Next Time You Hit The Mall, Step Out Of Your Gender Comfort Zone

I first began venturing to the men’s department as a 13 year old in search of “cool sneakers.” All the musicians I looked up to wore shoe brands like Converse and Airwalk and Vans in specific styles which back in 1997, were usually only found in the men’s section. I learned that my men’s shoe size was a 6 and quickly had my parents buy me a pair of black Airwalks and some blue Chucks in which to stomp around my middle school.   

As a teenager, I also discovered the beauty of thrift shopping and developed a gift for finding cool t-shirts in the Boy’s section (at the time I only weighed about 110 lbs).

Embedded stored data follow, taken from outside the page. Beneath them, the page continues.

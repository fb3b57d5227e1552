//! Naming schemas: regex-anchored recipes mapping group names to course
//! shapes
//!
//! The processor owns an ordered schema list. The first schema whose
//! pattern matches a group name wins; its capture groups feed the template
//! transformer, producing the course identity and the member-role table.
//! Outputs are deterministic: no clock or randomness participates.

use crate::template::{expand, TemplateMaps};
use regex::Regex;
use serde::{Deserialize, Serialize};
use std::collections::HashMap;
use sync_common::{EnrolRole, SyncError, SyncResult};

/// Member-role table attached to a schema.
///
/// `default` applies to every member; `teacher` overrides it for members the
/// teacher detector flagged, when present.
#[derive(Debug, Clone, Serialize, Deserialize, PartialEq)]
pub struct RoleMap {
    pub default: EnrolRole,
    #[serde(default, skip_serializing_if = "Option::is_none")]
    pub teacher: Option<EnrolRole>,
}

impl RoleMap {
    /// Role for a member given the teacher flag
    pub fn role_for(&self, is_teacher: bool) -> EnrolRole {
        if is_teacher {
            self.teacher.unwrap_or(self.default)
        } else {
            self.default
        }
    }
}

/// One configurable naming schema
#[derive(Debug, Clone, Serialize, Deserialize, PartialEq)]
pub struct NamingSchema {
    pub id: String,
    /// Anchored regex tried against the group name
    pub match_pattern: String,
    pub idnumber_template: String,
    pub shortname_template: String,
    pub fullname_template: String,
    pub category_template: String,
    pub role_map: RoleMap,
}

impl NamingSchema {
    /// The literal idnumber prefix this schema emits (the template text
    /// before the first placeholder). Used for sync-ownership checks.
    pub fn idnumber_prefix(&self) -> &str {
        match self.idnumber_template.find('{') {
            Some(idx) => &self.idnumber_template[..idx],
            None => &self.idnumber_template,
        }
    }
}

/// The course shape produced by running one schema against one group
#[derive(Debug, Clone, Serialize, Deserialize, PartialEq)]
pub struct SchemaMatch {
    pub schema_id: String,
    pub course_idnumber: String,
    pub course_shortname: String,
    pub course_fullname: String,
    pub category_path: String,
    pub role_map: RoleMap,
}

struct CompiledSchema {
    schema: NamingSchema,
    pattern: Regex,
}

/// Ordered schema list with compiled patterns and the named lookup tables
/// available to `map:` transforms
pub struct SchemaProcessor {
    schemas: Vec<CompiledSchema>,
    maps: TemplateMaps,
}

impl SchemaProcessor {
    /// Compile the given schema list. Invalid patterns surface as
    /// validation errors naming the schema.
    pub fn new(schemas: &[NamingSchema]) -> SyncResult<Self> {
        let compiled = schemas
            .iter()
            .map(|schema| {
                Regex::new(&schema.match_pattern)
                    .map(|pattern| CompiledSchema {
                        schema: schema.clone(),
                        pattern,
                    })
                    .map_err(|e| {
                        SyncError::validation(format!(
                            "schema '{}' has an invalid pattern: {}",
                            schema.id, e
                        ))
                    })
            })
            .collect::<SyncResult<Vec<_>>>()?;

        Ok(Self {
            schemas: compiled,
            maps: default_maps(),
        })
    }

    /// Try each schema in order; the first match wins
    pub fn process(&self, name: &str, group_id: &str) -> Option<SchemaMatch> {
        for compiled in &self.schemas {
            let Some(captures) = compiled.pattern.captures(name) else {
                continue;
            };

            let mut vars = HashMap::new();
            vars.insert("name".to_string(), name.to_string());
            vars.insert("group_id".to_string(), group_id.to_string());
            for (idx, capture) in captures.iter().enumerate() {
                if let Some(m) = capture {
                    vars.insert(idx.to_string(), m.as_str().to_string());
                }
            }
            for capture_name in compiled.pattern.capture_names().flatten() {
                if let Some(m) = captures.name(capture_name) {
                    vars.insert(capture_name.to_string(), m.as_str().to_string());
                }
            }

            let schema = &compiled.schema;
            return Some(SchemaMatch {
                schema_id: schema.id.clone(),
                course_idnumber: expand(&schema.idnumber_template, &vars, &self.maps),
                course_shortname: expand(&schema.shortname_template, &vars, &self.maps),
                course_fullname: expand(&schema.fullname_template, &vars, &self.maps),
                category_path: expand(&schema.category_template, &vars, &self.maps),
                role_map: schema.role_map.clone(),
            });
        }

        None
    }
}

/// Subject display names for the `map:subject` transform
fn default_maps() -> TemplateMaps {
    let subject: HashMap<String, String> = [
        ("mathe", "Mathematik"),
        ("deutsch", "Deutsch"),
        ("englisch", "Englisch"),
        ("bio", "Biologie"),
        ("chemie", "Chemie"),
        ("physik", "Physik"),
        ("geschichte", "Geschichte"),
        ("erdkunde", "Erdkunde"),
        ("sport", "Sport"),
        ("musik", "Musik"),
        ("kunst", "Kunst"),
        ("informatik", "Informatik"),
        ("religion", "Religion"),
        ("ethik", "Ethik"),
        ("franzoesisch", "Französisch"),
        ("latein", "Latein"),
    ]
    .into_iter()
    .map(|(k, v)| (k.to_string(), v.to_string()))
    .collect();

    let mut maps = TemplateMaps::new();
    maps.insert("subject".to_string(), subject);
    maps
}

fn student_teacher_roles() -> RoleMap {
    RoleMap {
        default: EnrolRole::Student,
        teacher: Some(EnrolRole::EditingTeacher),
    }
}

/// The built-in German-school schema set.
///
/// Ordering matters: the specific project shapes come before the catch-all.
/// Class courses use the `kc_` prefix, project courses `kc_project_`; class
/// group names cannot start with `p_`, so the idnumber spaces stay disjoint.
pub fn default_schemas() -> Vec<NamingSchema> {
    vec![
        NamingSchema {
            id: "class".into(),
            match_pattern: r"^(?P<grade>\d+)(?P<letter>[a-z])?$".into(),
            idnumber_template: "kc_{name|clean}".into(),
            shortname_template: "{name|upper}".into(),
            fullname_template: "Klasse {name|upper}".into(),
            category_template: "/Classes/Grade {name|extract_grade}".into(),
            role_map: student_teacher_roles(),
        },
        NamingSchema {
            id: "faculty".into(),
            match_pattern: r"^p_alle_(?P<subject>[a-z0-9]+)$".into(),
            idnumber_template: "kc_project_{name|clean}".into(),
            shortname_template: "FS {subject|map:subject}".into(),
            fullname_template: "Fachschaft {subject|map:subject}".into(),
            category_template: "/Projects/Faculties".into(),
            // Faculty groups hold teachers only
            role_map: RoleMap {
                default: EnrolRole::EditingTeacher,
                teacher: None,
            },
        },
        NamingSchema {
            id: "teacher_course".into(),
            match_pattern: r"^p_(?P<teacher>[a-z]+)_(?P<subject>[a-z0-9]+)_(?P<class>\d+[a-z]?)$"
                .into(),
            idnumber_template: "kc_project_{name|clean}".into(),
            shortname_template: "{subject|map:subject} {class|upper} {teacher|ucfirst}".into(),
            fullname_template: "{subject|map:subject} {class|upper} ({teacher|ucfirst})".into(),
            category_template: "/Projects/Subject Courses".into(),
            role_map: student_teacher_roles(),
        },
        NamingSchema {
            id: "class_course".into(),
            match_pattern: r"^p_(?P<class>\d+[a-z]?)_(?P<subject>[a-z0-9]+)$".into(),
            idnumber_template: "kc_project_{name|clean}".into(),
            shortname_template: "{subject|map:subject} {class|upper}".into(),
            fullname_template: "{subject|map:subject} {class|upper}".into(),
            category_template: "/Projects/Class Courses".into(),
            role_map: student_teacher_roles(),
        },
        NamingSchema {
            id: "extracurricular".into(),
            match_pattern: r"^p_(?P<activity>[a-z0-9_]+?)_ag$".into(),
            idnumber_template: "kc_project_{name|clean}".into(),
            shortname_template: "AG {activity|titlecase}".into(),
            fullname_template: "AG {activity|titlecase}".into(),
            category_template: "/Projects/Extracurricular".into(),
            role_map: student_teacher_roles(),
        },
        NamingSchema {
            id: "project".into(),
            match_pattern: r"^p_(?P<project>[a-z0-9_]+)$".into(),
            idnumber_template: "kc_project_{name|clean}".into(),
            shortname_template: "{project|titlecase}".into(),
            fullname_template: "Projekt {project|titlecase}".into(),
            category_template: "/Projects".into(),
            role_map: student_teacher_roles(),
        },
    ]
}
//! Run-scoped user cache built during the user phase
//!
//! Later phases resolve memberships against this table instead of
//! re-querying the LMS per member.

use std::collections::HashMap;

/// What later phases need to know about a synchronized user
#[derive(Debug, Clone, Copy, PartialEq, Eq)]
pub struct UserCacheEntry {
    pub lms_id: i64,
    pub is_teacher: bool,
}

/// `username → entry`, keyed lowercase. Lives for a single sync run.
#[derive(Debug, Default)]
pub struct UserCache {
    entries: HashMap<String, UserCacheEntry>,
}

impl UserCache {
    pub fn new() -> Self {
        Self::default()
    }

    pub fn insert(&mut self, username: &str, entry: UserCacheEntry) {
        self.entries.insert(username.to_lowercase(), entry);
    }

    pub fn get(&self, username: &str) -> Option<UserCacheEntry> {
        self.entries.get(&username.to_lowercase()).copied()
    }

    pub fn len(&self) -> usize {
        self.entries.len()
    }

    pub fn is_empty(&self) -> bool {
        self.entries.is_empty()
    }
}

#[cfg(test)]
mod tests {
    use super::*;

    #[test]
    fn lookup_is_case_insensitive() {
        let mut cache = UserCache::new();
        cache.insert(
            "Alice",
            UserCacheEntry {
                lms_id: 7,
                is_teacher: true,
            },
        );

        let entry = cache.get("ALICE").unwrap();
        assert_eq!(entry.lms_id, 7);
        assert!(entry.is_teacher);
        assert_eq!(cache.len(), 1);
    }

    #[test]
    fn missing_user_is_none() {
        let cache = UserCache::new();
        assert!(cache.get("nobody").is_none());
    }
}
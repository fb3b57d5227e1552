//! Idempotent materialization of nested category paths
//!
//! `/A/B/C` resolves segment by segment beneath the configured sync root.
//! Existing nodes come from a cache loaded once at startup; misses fall
//! back to the store, and only then to creation. Creation races with a
//! concurrent actor resolve by re-querying.

use std::collections::HashMap;
use std::sync::Arc;
use sync_common::{CategoryStore, SyncResult};

/// Sentinel returned instead of mutating in dry-run mode
pub const DRY_RUN_CATEGORY_ID: i64 = -1;

/// Resolution counters
#[derive(Debug, Clone, Copy, Default, PartialEq, Eq)]
pub struct ResolverStats {
    pub found: u64,
    pub created: u64,
}

/// Walks and materializes category paths
pub struct CategoryPathResolver {
    store: Arc<dyn CategoryStore>,
    root: i64,
    dry_run: bool,
    cache: HashMap<(i64, String), i64>,
    stats: ResolverStats,
    created_paths: Vec<String>,
}

impl CategoryPathResolver {
    /// Load all existing categories once and build the lookup cache
    pub async fn load(
        store: Arc<dyn CategoryStore>,
        root: i64,
        dry_run: bool,
    ) -> SyncResult<Self> {
        let categories = store.list_categories().await?;
        let cache = categories
            .into_iter()
            .map(|c| ((c.parent_id, c.name), c.id))
            .collect();

        Ok(Self {
            store,
            root,
            dry_run,
            cache,
            stats: ResolverStats::default(),
            created_paths: Vec::new(),
        })
    }

    /// Resolve a `/A/B/C` path to the id of its final node, creating
    /// missing nodes. Empty paths resolve to the root.
    pub async fn resolve(&mut self, path: &str) -> SyncResult<i64> {
        let segments: Vec<&str> = path
            .split('/')
            .map(str::trim)
            .filter(|s| !s.is_empty())
            .collect();

        let mut parent = self.root;
        let mut walked: Vec<String> = Vec::new();

        for segment in segments {
            walked.push(segment.to_string());
            let key = (parent, segment.to_string());

            if let Some(&id) = self.cache.get(&key) {
                self.stats.found += 1;
                parent = id;
                continue;
            }

            if let Some(existing) = self.store.find_child(segment, parent).await? {
                self.cache.insert(key, existing.id);
                self.stats.found += 1;
                parent = existing.id;
                continue;
            }

            if self.dry_run {
                return Ok(DRY_RUN_CATEGORY_ID);
            }

            let id = match self.store.create_category(segment, parent).await {
                Ok(id) => {
                    self.stats.created += 1;
                    self.created_paths.push(walked.join("/"));
                    id
                }
                // A concurrent actor may have created the node first
                Err(err) => match self.store.find_child(segment, parent).await? {
                    Some(existing) => {
                        self.stats.found += 1;
                        existing.id
                    }
                    None => return Err(err),
                },
            };

            self.cache.insert(key, id);
            parent = id;
        }

        Ok(parent)
    }

    pub fn stats(&self) -> ResolverStats {
        self.stats
    }

    /// Paths of nodes created during this run
    pub fn created_paths(&self) -> &[String] {
        &self.created_paths
    }
}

It’s not that I only shopped in the men’s department and wholly turned my back on anything “girly” (anyone who remembers my pleated skirt and fishnet stocking phase can attest to this), but rather that I recognized early on how much we limit ourselves due to simple signage. 
At the time, I didn’t recognize how very feminist it was of me to turn my back on gender norms and adopt a personal style based on what made me happy rather than what Macy’s or Target thought I should wear.

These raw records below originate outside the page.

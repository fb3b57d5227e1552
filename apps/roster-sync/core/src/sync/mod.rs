//! The phased synchronization engine
//!
//! Ten strictly linear phases reconcile the LMS with the identity
//! provider's roster: users first (later phases depend on the user cache),
//! then courses, then memberships, then enrolments. Each phase publishes
//! progress through a single sink; cancellation is honored between phases
//! only, so partial mutations of a cancelled run remain applied.
//!
//! Per-item failures are counted and logged and the phase continues.
//! Phase-level failures (an unreachable IdP during a fetch phase, an
//! unexpected store error) abort the run. Every mutation is idempotent on
//! its natural key, so a failed run converges on rerun.

mod courses;
mod enrolments;
mod preview;
mod users;

pub use preview::{GroupMembershipPreview, PreviewReport};

use crate::cache::UserCache;
use crate::config::SyncConfig;
use crate::delta::{EnrolDelta, GroupDelta, UserDelta};
use crate::schema::{SchemaMatch, SchemaProcessor};
use crate::teachers::TeacherDetector;
use serde::{Deserialize, Serialize};
use std::collections::HashSet;
use std::sync::Arc;
use sync_common::{
    CategoryStore, CourseStore, EnrolmentStore, ErrorDetail, IdentityProvider, IdpGroup, IdpUser,
    JobStore, ProgressSink, ProgressUpdate, SyncError, SyncPhase, SyncResult, SyncStats, UserStore,
};

/// The capability implementations the engine drives
#[derive(Clone)]
pub struct EngineDeps {
    pub idp: Arc<dyn IdentityProvider>,
    pub users: Arc<dyn UserStore>,
    pub courses: Arc<dyn CourseStore>,
    pub categories: Arc<dyn CategoryStore>,
    pub enrolments: Arc<dyn EnrolmentStore>,
}

/// Optional narrowing of a run to items chosen from a preview.
/// `None` means everything.
#[derive(Debug, Clone, Default, Serialize, Deserialize)]
pub struct SyncSelection {
    /// Lowercase usernames to include
    pub users: Option<HashSet<String>>,
    /// Group names to include
    pub groups: Option<HashSet<String>>,
}

impl SyncSelection {
    /// A selection that includes everything
    pub fn all() -> Self {
        Self::default()
    }

    pub(crate) fn includes_user(&self, username: &str) -> bool {
        match &self.users {
            Some(selected) => selected.contains(username),
            None => true,
        }
    }

    pub(crate) fn includes_group(&self, name: &str) -> bool {
        match &self.groups {
            Some(selected) => selected.contains(name),
            None => true,
        }
    }
}

/// Outcome of a completed (or cancelled) run
#[derive(Debug, Clone, Serialize)]
pub struct SyncReport {
    pub stats: SyncStats,
    pub warnings: Vec<String>,
    pub cancelled: bool,
}

/// A schema-matched group tracked across the course and enrolment phases
pub(crate) struct MatchedCourse {
    pub group: IdpGroup,
    pub schema_match: SchemaMatch,
    /// Filled during the course phases; `None` when the course failed to
    /// materialize
    pub course_id: Option<i64>,
    pub members: Vec<IdpUser>,
}

/// The ten-phase state machine. One instance drives one run.
pub struct SyncEngine {
    pub(crate) deps: EngineDeps,
    pub(crate) config: SyncConfig,
    pub(crate) processor: SchemaProcessor,
    pub(crate) detector: TeacherDetector,
    pub(crate) progress: Arc<dyn ProgressSink>,
    pub(crate) selection: SyncSelection,

    pub(crate) idp_users: Vec<IdpUser>,
    pub(crate) idp_groups: Vec<IdpGroup>,
    pub(crate) matched: Vec<MatchedCourse>,
    pub(crate) user_delta: UserDelta,
    pub(crate) group_delta: GroupDelta,
    pub(crate) enrol_delta: EnrolDelta,
    pub(crate) user_cache: UserCache,
    pub(crate) expected_enrolments: HashSet<(i64, i64)>,
    pub(crate) stats: SyncStats,
    pub(crate) warnings: Vec<String>,
}

impl SyncEngine {
    pub fn new(
        deps: EngineDeps,
        config: SyncConfig,
        progress: Arc<dyn ProgressSink>,
    ) -> SyncResult<Self> {
        let processor = SchemaProcessor::new(&config.naming_schemas)?;
        let detector = TeacherDetector::new(
            config.teacher_role_attribute.clone(),
            config.teacher_role_value.clone(),
        );

        Ok(Self {
            deps,
            config,
            processor,
            detector,
            progress,
            selection: SyncSelection::all(),
            idp_users: Vec::new(),
            idp_groups: Vec::new(),
            matched: Vec::new(),
            user_delta: UserDelta::default(),
            group_delta: GroupDelta::default(),
            enrol_delta: EnrolDelta::default(),
            user_cache: UserCache::new(),
            expected_enrolments: HashSet::new(),
            stats: SyncStats::default(),
            warnings: Vec::new(),
        })
    }

    /// Restrict the run to items chosen from a preview
    pub fn with_selection(mut self, selection: SyncSelection) -> Self {
        self.selection = selection;
        self
    }

    /// Drive all ten phases. A cooperative cancel ends the run between
    /// phases and is reported, not raised; any other failure aborts.
    pub async fn run(&mut self) -> SyncResult<SyncReport> {
        match self.run_phases().await {
            Ok(()) => {
                self.complete().await?;
                Ok(self.report(false))
            }
            Err(SyncError::Cancelled) => {
                log::info!("sync cancelled between phases");
                Ok(self.report(true))
            }
            Err(err) => Err(err),
        }
    }

    async fn run_phases(&mut self) -> SyncResult<()> {
        self.fetch_users().await?;
        self.check_cancelled().await?;
        self.compute_user_delta().await?;
        self.check_cancelled().await?;
        self.apply_user_changes().await?;
        self.check_cancelled().await?;
        self.fetch_groups().await?;
        self.check_cancelled().await?;
        self.compute_group_delta().await?;
        self.check_cancelled().await?;
        self.apply_group_changes().await?;
        self.check_cancelled().await?;
        self.fetch_memberships().await?;
        self.check_cancelled().await?;
        self.compute_enrolment_delta().await?;
        self.check_cancelled().await?;
        self.apply_enrolments().await?;
        Ok(())
    }

    /// P10: final summary and 100% progress
    async fn complete(&mut self) -> SyncResult<()> {
        let summary = format!(
            "sync complete: {} created, {} updated, {} removed, {} errors",
            self.stats.total_created(),
            self.stats.total_updated(),
            self.stats.total_removed(),
            self.stats.total_errors()
        );
        log::info!("{}", summary);
        self.progress
            .log(sync_common::JobLogEntry::info(
                SyncPhase::Complete,
                summary.clone(),
            ))
            .await?;
        self.progress
            .publish(ProgressUpdate {
                phase: SyncPhase::Complete,
                progress: 100,
                message: summary,
                stats: self.stats,
                processed: 0,
                total: 0,
            })
            .await
    }

    fn report(&self, cancelled: bool) -> SyncReport {
        SyncReport {
            stats: self.stats,
            warnings: self.warnings.clone(),
            cancelled,
        }
    }

    pub(crate) async fn check_cancelled(&self) -> SyncResult<()> {
        if self.progress.is_cancelled().await {
            Err(SyncError::Cancelled)
        } else {
            Ok(())
        }
    }

    /// Publish progress for a phase, interpolating within its tenth of the
    /// overall percentage
    pub(crate) async fn publish(
        &self,
        phase: SyncPhase,
        message: impl Into<String>,
        processed: u64,
        total: u64,
    ) -> SyncResult<()> {
        let within = if total > 0 {
            ((processed.min(total) * 10) / total) as u8
        } else {
            0
        };
        self.progress
            .publish(ProgressUpdate {
                phase,
                progress: (phase.base_progress() + within).min(100),
                message: message.into(),
                stats: self.stats,
                processed,
                total,
            })
            .await
    }

    /// Record a per-item failure; the caller bumps the matching counter
    pub(crate) async fn item_error(
        &self,
        phase: SyncPhase,
        identifier: &str,
        err: &SyncError,
    ) -> SyncResult<()> {
        log::warn!("{}: {} failed: {}", phase, identifier, err);
        self.progress
            .record_error(ErrorDetail {
                phase,
                kind: err.kind().to_string(),
                identifier: identifier.to_string(),
                message: err.to_string(),
            })
            .await
    }
}

/// Convenience binding used by runners: everything a run needs besides the
/// job row itself
pub struct SyncRuntime {
    pub config: SyncConfig,
    pub deps: EngineDeps,
    pub job_store: Arc<dyn JobStore>,
}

Recently, a friend was tweeting about her frustration with the Disney Store’s need to gender the hell out of their toys, marketing some toward girls and others toward boys (and never the two shall meet). I, too, often run into this problem when shopping for my one-year-old son. You won’t find more rigid gendering than you will in Baby and Toy sections at stores. When shopping for him, I often wander into the Girl sections in case I find something he might like, and to expose him to these areas so he never feels they are “forbidden” to him simply because we are (up to now) raising him as a boy (he’ll decide later on if this is right for him).

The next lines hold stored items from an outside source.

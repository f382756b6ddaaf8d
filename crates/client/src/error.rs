//! Error types for API calls.
//!
//! Two kinds cover every failure mode the tools care about: a
//! [`TransportError`] for anything that prevented a successful HTTP exchange
//! (connection failures, non-2xx statuses, undecodable bodies) and an
//! [`ApiError`] for rejections the service wraps in a 2xx response envelope.
//! There are no retries anywhere; callers decide whether to abort or carry
//! on.

use std::collections::BTreeMap;
use std::fmt;

use api_types::Messages;
use reqwest::StatusCode;
use serde_json::Value;

/// A failed HTTP exchange: connection error, non-2xx status or a body that
/// could not be decoded.
#[derive(Debug)]
pub struct TransportError {
    /// HTTP status, when a response was received.
    pub status: Option<StatusCode>,
    /// Raw response body, or a description of the failure.
    pub body: String,
}

impl TransportError {
    pub(crate) fn decode(err: &dyn fmt::Display) -> Self {
        Self { status: None, body: format!("undecodable response: {err}") }
    }
}

impl fmt::Display for TransportError {
    fn fmt(&self, f: &mut fmt::Formatter<'_>) -> fmt::Result {
        match self.status {
            Some(status) => write!(f, "HTTP {status}: {}", self.body),
            None => write!(f, "request failed: {}", self.body),
        }
    }
}

impl From<reqwest::Error> for TransportError {
    fn from(err: reqwest::Error) -> Self {
        Self { status: err.status(), body: err.to_string() }
    }
}

/// A structured application-level rejection embedded in a 2xx response.
#[derive(Debug, Clone, PartialEq, Eq)]
pub struct ApiError {
    /// Machine-readable error code.
    pub code: String,
    /// Human-readable error message.
    pub message: String,
    /// Per-field validation errors, keyed by wire field name.
    pub fields: BTreeMap<String, Value>,
}

impl From<Messages> for ApiError {
    fn from(messages: Messages) -> Self {
        Self {
            code: messages.error_code.unwrap_or_default(),
            message: messages.error_message.unwrap_or_default(),
            fields: messages.error_fields.unwrap_or_default(),
        }
    }
}

impl fmt::Display for ApiError {
    fn fmt(&self, f: &mut fmt::Formatter<'_>) -> fmt::Result {
        write!(f, "{}: {}", self.code, self.message)?;
        if !self.fields.is_empty() {
            write!(f, " Field errors:")?;
            for (field, detail) in &self.fields {
                write!(f, " {field}: {detail}")?;
            }
        }
        Ok(())
    }
}

/// Any failure returned by [`crate::UptimeClient`].
#[derive(Debug)]
pub enum Error {
    /// The HTTP exchange itself failed.
    Transport(TransportError),
    /// The service rejected the request inside a 2xx envelope.
    Api(ApiError),
}

impl fmt::Display for Error {
    fn fmt(&self, f: &mut fmt::Formatter<'_>) -> fmt::Result {
        match self {
            Self::Transport(err) => err.fmt(f),
            Self::Api(err) => err.fmt(f),
        }
    }
}

impl std::error::Error for Error {}

impl From<TransportError> for Error {
    fn from(err: TransportError) -> Self {
        Self::Transport(err)
    }
}

impl From<ApiError> for Error {
    fn from(err: ApiError) -> Self {
        Self::Api(err)
    }
}

impl From<reqwest::Error> for Error {
    fn from(err: reqwest::Error) -> Self {
        Self::Transport(err.into())
    }
}

impl Error {
    /// The HTTP status of a transport failure, when one was received.
    pub fn status(&self) -> Option<StatusCode> {
        match self {
            Self::Transport(err) => err.status,
            Self::Api(_) => None,
        }
    }
}

#[cfg(test)]
mod tests {
    use super::*;

    use serde_json::json;

    #[test]
    fn api_error_formats_field_errors() {
        let messages: Messages = serde_json::from_value(json!({
            "errors": true,
            "error_code": "VALIDATION_ERROR",
            "error_message": "Validation error.",
            "error_fields": { "msp_address": ["Enter a valid URL."] }
        }))
        .unwrap();
        let err = ApiError::from(messages);
        let text = err.to_string();
        assert!(text.starts_with("VALIDATION_ERROR: Validation error."));
        assert!(text.contains("msp_address"));
    }

    #[test]
    fn transport_error_shows_status_and_body() {
        let err = TransportError {
            status: Some(StatusCode::TOO_MANY_REQUESTS),
            body: "rate limited".to_owned(),
        };
        assert_eq!(err.to_string(), "HTTP 429 Too Many Requests: rate limited");
    }
}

The point is, there’s no actual reason why men can’t find a shirt they like in the women’s department or why a girl can’t buy her shorts in the boy’s section. There’s no real logic behind only buying toys that are marketed toward your gender. And really, when we stick to following the signage, we’re taking part in our own gendering, we’re being complicit to the absurd notion of the gender binary. 
So if you’re reading this, I challenge you to wander into potentially unknown territory and see if you genuinely like something–a pair or pants or some socks or a hat–and ignore the signs that limit your choices. Mix it up. See what fits. And if you have kids, let them wander the aisles of the toy store so they can decide for themselves if they like cowboys or princesses or robots or fairies or all of it. You may surprise yourself.